Evaluation of an Online Platform for Cancer Patient Self-reporting of Chemotherapy Toxicities

  1. Ethan Basch,
  2. David Artz,
  3. Alexia Iasonos,
  4. John Speakman,
  5. Kevin Shannon,
  6. Kai Lin,
  7. Charmaine Pun,
  8. Henry Yong,
  9. Paul Fearn,
  10. Allison Barz,
  11. Howard I Scher,
  12. Mary McCabe,
  13. Deborah Schrag
  1. Affiliations of the authors: Departments of Biostatistics (EB, DA, AI, JS, KL, AB, DS), Medicine (EB, DA, DS, HS), Information Services (KS, CP, HY), Urology (PF), and Physician-in-Chief's Office (MM), Memorial Sloan-Kettering Cancer Center, New York, NY
  1. Correspondence and reprints: Ethan Basch, MD, MSc, Departments of Medicine and Biostatistics, Memorial Sloan-Kettering Cancer Center, 307 East 63rd Street, New York, NY 10021; e-mail: <basche{at}mskcc.org>
  • Received 12 June 2006
  • Accepted 24 January 2007

Abstract

The current mechanism for monitoring toxicity symptoms in cancer trials depends on a complex paper-based process.
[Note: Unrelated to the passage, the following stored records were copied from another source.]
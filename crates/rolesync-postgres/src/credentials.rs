//! Credentials used to connect to managed servers.
//!
//! Servers either use the default administrator credentials or name an entry
//! by reference. References are matched case-insensitively and `-` is treated
//! like `_`, so a server referencing `vault-b` resolves the entry configured
//! as `DB_CREDENTIALS_VAULT_B`.

use std::collections::HashMap;

use rolesync_core::error::{SyncError, SyncResult};

/// A username and optional password.
#[derive(Clone, PartialEq, Eq)]
pub struct Credentials {
    pub username: String,
    password: Option<String>,
}

impl std::fmt::Debug for Credentials {
    fn fmt(&self, f: &mut std::fmt::Formatter<'_>) -> std::fmt::Result {
        f.debug_struct("Credentials")
            .field("username", &self.username)
            .field("password", &self.password.as_ref().map(|_| "***REDACTED***"))
            .finish()
    }
}

impl Credentials {
    /// Create credentials.
    pub fn new(username: impl Into<String>, password: Option<String>) -> Self {
        Self {
            username: username.into(),
            password,
        }
    }

    /// Parse `user:password` (or just `user`).
    pub fn parse(entry: &str) -> SyncResult<Self> {
        let (username, password) = match entry.split_once(':') {
            Some((user, password)) => (user.trim(), Some(password.to_string())),
            None => (entry.trim(), None),
        };
        if username.is_empty() {
            return Err(SyncError::invalid_configuration(
                "credentials entry has no username",
            ));
        }
        Ok(Self::new(username, password.filter(|p| !p.is_empty())))
    }

    pub(crate) fn password(&self) -> Option<&str> {
        self.password.as_deref()
    }
}

/// Default credentials plus named entries.
#[derive(Debug, Clone)]
pub struct CredentialStore {
    default: Credentials,
    named: HashMap<String, Credentials>,
}

impl CredentialStore {
    /// Create a store with only default credentials.
    #[must_use]
    pub fn new(default: Credentials) -> Self {
        Self {
            default,
            named: HashMap::new(),
        }
    }

    /// Add a named entry.
    #[must_use]
    pub fn with_entry(mut self, reference: &str, credentials: Credentials) -> Self {
        self.named.insert(normalize(reference), credentials);
        self
    }

    /// Default credentials.
    #[must_use]
    pub fn default_credentials(&self) -> &Credentials {
        &self.default
    }

    /// Resolve a server's credentials reference.
    pub fn resolve(&self, reference: Option<&str>) -> SyncResult<&Credentials> {
        match reference.map(str::trim).filter(|r| !r.is_empty()) {
            None => Ok(&self.default),
            Some(reference) => {
                self.named
                    .get(&normalize(reference))
                    .ok_or_else(|| SyncError::UnknownCredentials {
                        reference: reference.to_string(),
                    })
            }
        }
    }

    /// Number of named entries.
    #[must_use]
    pub fn len(&self) -> usize {
        self.named.len()
    }

    /// Whether there are no named entries.
    #[must_use]
    pub fn is_empty(&self) -> bool {
        self.named.is_empty()
    }
}

fn normalize(reference: &str) -> String {
    reference.trim().to_ascii_uppercase().replace('-', "_")
}
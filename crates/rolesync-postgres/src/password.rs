//! SCRAM-SHA-256 password verifiers.
//!
//! New principals get a random password that nobody knows; the server only
//! ever sees its verifier, in the format PostgreSQL stores in `pg_authid`:
//!
//! ```text
//! SCRAM-SHA-256$<iterations>:<salt>$<StoredKey>:<ServerKey>
//! ```

use base64::engine::general_purpose::{STANDARD, URL_SAFE_NO_PAD};
use base64::Engine;
use hmac::{Hmac, Mac};
use pbkdf2::pbkdf2_hmac;
use rand::rngs::OsRng;
use rand::RngCore;
use sha2::{Digest, Sha256};

use rolesync_core::error::{SyncError, SyncResult};

type HmacSha256 = Hmac<Sha256>;

/// Iteration count PostgreSQL uses by default (`scram_iterations`).
pub const SCRAM_ITERATIONS: u32 = 4096;

const SALT_LEN: usize = 16;
const PASSWORD_LEN: usize = 24;

fn hmac(key: &[u8], parts: &[&[u8]]) -> SyncResult<[u8; 32]> {
    let mut mac = <HmacSha256 as Mac>::new_from_slice(key)
        .map_err(|e| SyncError::invalid_configuration(format!("HMAC key rejected: {e}")))?;
    for part in parts {
        mac.update(part);
    }
    let mut out = [0u8; 32];
    out.copy_from_slice(&mac.finalize().into_bytes());
    Ok(out)
}

/// Compute the verifier for `password` with an explicit salt.
pub fn scram_sha256_verifier(password: &str, salt: &[u8], iterations: u32) -> SyncResult<String> {
    if iterations == 0 {
        return Err(SyncError::invalid_configuration(
            "SCRAM iteration count must be greater than zero",
        ));
    }

    let mut salted = [0u8; 32];
    pbkdf2_hmac::<Sha256>(password.as_bytes(), salt, iterations, &mut salted);

    let client_key = hmac(&salted, &[&b"Client Key"[..]])?;
    let stored_key = Sha256::digest(client_key);
    let server_key = hmac(&salted, &[&b"Server Key"[..]])?;

    Ok(format!(
        "SCRAM-SHA-256${iterations}:{}${}:{}",
        STANDARD.encode(salt),
        STANDARD.encode(stored_key),
        STANDARD.encode(server_key)
    ))
}

/// Generate a random password.
#[must_use]
pub fn generate_password() -> String {
    let mut bytes = [0u8; PASSWORD_LEN];
    OsRng.fill_bytes(&mut bytes);
    URL_SAFE_NO_PAD.encode(bytes)
}

/// Verifier for a fresh random password with a random salt.
pub fn random_verifier() -> SyncResult<String> {
    let mut salt = [0u8; SALT_LEN];
    OsRng.fill_bytes(&mut salt);
    scram_sha256_verifier(&generate_password(), &salt, SCRAM_ITERATIONS)
}
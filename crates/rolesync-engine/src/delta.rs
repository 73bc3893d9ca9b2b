//! Membership delta calculation.

use rolesync_core::types::{MembershipDelta, MembershipSet};

/// Compute the changes that turn `current` into `target`.
///
/// `to_add = target - current`, `to_remove = current - target`.
#[must_use]
pub fn compute_delta(target: &MembershipSet, current: &MembershipSet) -> MembershipDelta {
    MembershipDelta {
        to_add: target.difference(current).cloned().collect(),
        to_remove: current.difference(target).cloned().collect(),
    }
}
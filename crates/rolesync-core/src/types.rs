//! Data model for role membership reconciliation.

use std::collections::BTreeSet;

use serde::{Deserialize, Serialize};

use crate::error::{ErrorKind, SyncError, SyncResult};

/// A set of principal names.
///
/// Ordered so that deltas and reports are deterministic.
pub type MembershipSet = BTreeSet<String>;

/// A managed PostgreSQL server as registered in the registry.
#[derive(Debug, Clone, PartialEq, Eq, Serialize, Deserialize)]
pub struct Server {
    /// Unique server name.
    pub name: String,

    /// Connection endpoint as `host`, `host:port` or `[ipv6]:port`.
    pub connection: String,

    /// Database to connect to (falls back to the provisioner default).
    #[serde(default, skip_serializing_if = "Option::is_none")]
    pub database: Option<String>,

    /// Name of the credentials entry used to connect.
    #[serde(default, skip_serializing_if = "Option::is_none")]
    pub credentials: Option<String>,
}

impl Server {
    /// Create a server with required fields.
    pub fn new(name: impl Into<String>, connection: impl Into<String>) -> Self {
        Self {
            name: name.into(),
            connection: connection.into(),
            database: None,
            credentials: None,
        }
    }

    /// Set database.
    pub fn with_database(mut self, database: impl Into<String>) -> Self {
        self.database = Some(database.into());
        self
    }

    /// Set credentials reference.
    pub fn with_credentials(mut self, reference: impl Into<String>) -> Self {
        self.credentials = Some(reference.into());
        self
    }

    /// Split the connection string into host and optional port.
    pub fn endpoint(&self) -> SyncResult<(String, Option<u16>)> {
        let connection = self.connection.trim();
        if connection.is_empty() {
            return Err(SyncError::invalid_configuration(format!(
                "server '{}' has no connection endpoint",
                self.name
            )));
        }

        // Bracketed IPv6 literal, optionally followed by a port.
        if let Some(rest) = connection.strip_prefix('[') {
            let (host, tail) = rest.split_once(']').ok_or_else(|| {
                SyncError::invalid_configuration(format!(
                    "server '{}' has malformed endpoint '{connection}'",
                    self.name
                ))
            })?;
            let port = match tail.strip_prefix(':') {
                Some(port) => Some(self.parse_port(port)?),
                None if tail.is_empty() => None,
                None => {
                    return Err(SyncError::invalid_configuration(format!(
                        "server '{}' has malformed endpoint '{connection}'",
                        self.name
                    )))
                }
            };
            return Ok((host.to_string(), port));
        }

        match connection.rsplit_once(':') {
            // A bare IPv6 address has several colons and no port.
            Some((host, _)) if host.contains(':') => Ok((connection.to_string(), None)),
            Some((host, port)) => {
                if host.is_empty() {
                    return Err(SyncError::invalid_configuration(format!(
                        "server '{}' has no host in endpoint '{connection}'",
                        self.name
                    )));
                }
                Ok((host.to_string(), Some(self.parse_port(port)?)))
            }
            None => Ok((connection.to_string(), None)),
        }
    }

    fn parse_port(&self, port: &str) -> SyncResult<u16> {
        match port.parse::<u16>() {
            Ok(0) | Err(_) => Err(SyncError::invalid_configuration(format!(
                "server '{}' has invalid port '{port}'",
                self.name
            ))),
            Ok(port) => Ok(port),
        }
    }
}

/// A group registered for a server.
#[derive(Debug, Clone, PartialEq, Eq, Serialize, Deserialize)]
pub struct Group {
    /// Group name; also the name of the role it maps to on the server.
    pub name: String,

    /// Whether the registry has resolved this group's membership.
    pub processed: bool,

    /// Roles conferred on members of this group, in registry order.
    #[serde(default)]
    pub roles: Vec<String>,
}

impl Group {
    /// Create a processed group with no conferred roles.
    pub fn new(name: impl Into<String>) -> Self {
        Self {
            name: name.into(),
            processed: true,
            roles: Vec::new(),
        }
    }

    /// Mark the group as not yet processed.
    #[must_use]
    pub fn unprocessed(mut self) -> Self {
        self.processed = false;
        self
    }

    /// Set conferred roles.
    #[must_use]
    pub fn with_roles(mut self, roles: Vec<String>) -> Self {
        self.roles = roles;
        self
    }
}

/// A group together with its locally recorded membership.
#[derive(Debug, Clone, PartialEq, Eq)]
pub struct GroupState {
    pub group: Group,
    /// Members recorded by the registry. Empty when the group is unprocessed.
    pub members: MembershipSet,
}

/// Additions and removals needed to align current membership with the target.
#[derive(Debug, Clone, Default, PartialEq, Eq, Serialize, Deserialize)]
pub struct MembershipDelta {
    pub to_add: MembershipSet,
    pub to_remove: MembershipSet,
}

impl MembershipDelta {
    /// Whether the delta requires no change.
    #[must_use]
    pub fn is_empty(&self) -> bool {
        self.to_add.is_empty() && self.to_remove.is_empty()
    }

    /// Total number of principal operations in this delta.
    #[must_use]
    pub fn len(&self) -> usize {
        self.to_add.len() + self.to_remove.len()
    }
}

/// Operation attempted for a principal.
#[derive(Debug, Clone, Copy, PartialEq, Eq, Hash, Serialize, Deserialize)]
#[serde(rename_all = "snake_case")]
pub enum PrincipalAction {
    /// Create the principal if needed and grant the group role.
    Add,
    /// Revoke the group role.
    Remove,
    /// Drop a principal that no longer belongs to any group.
    Deprovision,
}

impl std::fmt::Display for PrincipalAction {
    fn fmt(&self, f: &mut std::fmt::Formatter<'_>) -> std::fmt::Result {
        match self {
            Self::Add => write!(f, "add"),
            Self::Remove => write!(f, "remove"),
            Self::Deprovision => write!(f, "deprovision"),
        }
    }
}

/// A failed principal operation.
#[derive(Debug, Clone, PartialEq, Eq, Serialize, Deserialize)]
pub struct PrincipalFailure {
    pub principal: String,
    pub action: PrincipalAction,
    pub kind: ErrorKind,
    /// Stable machine-readable code, see [`SyncError::error_code`].
    pub code: String,
    /// Whether a later run may succeed without intervention.
    #[serde(default)]
    pub transient: bool,
    pub error: String,
}

impl PrincipalFailure {
    /// Record a failure from an error.
    pub fn new(principal: impl Into<String>, action: PrincipalAction, error: &SyncError) -> Self {
        Self {
            principal: principal.into(),
            action,
            kind: error.kind(),
            code: error.error_code().to_string(),
            transient: error.is_transient(),
            error: error.to_string(),
        }
    }
}

/// Result of applying a delta to one group on one server.
///
/// Only changes are recorded: re-adding an existing member or removing an
/// absent one appears in none of the lists.
#[derive(Debug, Clone, Default, PartialEq, Eq, Serialize, Deserialize)]
pub struct ApplyOutcome {
    /// Principals that did not exist and were created.
    #[serde(default, skip_serializing_if = "Vec::is_empty")]
    pub created: Vec<String>,
    /// Principals newly granted the group role.
    #[serde(default, skip_serializing_if = "Vec::is_empty")]
    pub granted: Vec<String>,
    /// Principals whose group role was revoked.
    #[serde(default, skip_serializing_if = "Vec::is_empty")]
    pub revoked: Vec<String>,
    /// Principals dropped after losing their last group.
    #[serde(default, skip_serializing_if = "Vec::is_empty")]
    pub deprovisioned: Vec<String>,
    /// Principals left without groups but kept because dropping them is unsafe.
    #[serde(default, skip_serializing_if = "Vec::is_empty")]
    pub retained: Vec<String>,
    /// Per-principal failures.
    #[serde(default, skip_serializing_if = "Vec::is_empty")]
    pub failures: Vec<PrincipalFailure>,
}

impl ApplyOutcome {
    /// Whether every principal operation succeeded.
    #[must_use]
    pub fn is_clean(&self) -> bool {
        self.failures.is_empty()
    }

    /// Record a failure.
    pub fn fail(&mut self, principal: &str, action: PrincipalAction, error: &SyncError) {
        self.failures
            .push(PrincipalFailure::new(principal, action, error));
    }
}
Electronic collection of patient-reported outcomes (PROs) may be more efficient and accurate. An online PRO platform was created including a simple data entry interface, real-time report generation, and an alert system to e-mail clinicians when patients self-report serious toxicities. Feasibility assessment involving 180 chemotherapy patients demonstrated high levels of use at up to 40 follow-up clinic visits per patient over 16 months (85% of patients at any given visit), with high levels of patient and clinician acceptance and satisfaction (>95%). Alerts were used as the basis for delayed chemotherapy treatments, dose modifications, and scheduling changes. These results demonstrate that online patient-reporting is a feasible strategy for chemotherapy toxicity symptom monitoring, and may improve safety and satisfaction with care. Ongoing multi-center research will evaluate the impact of this approach on clinical and administrative outcomes.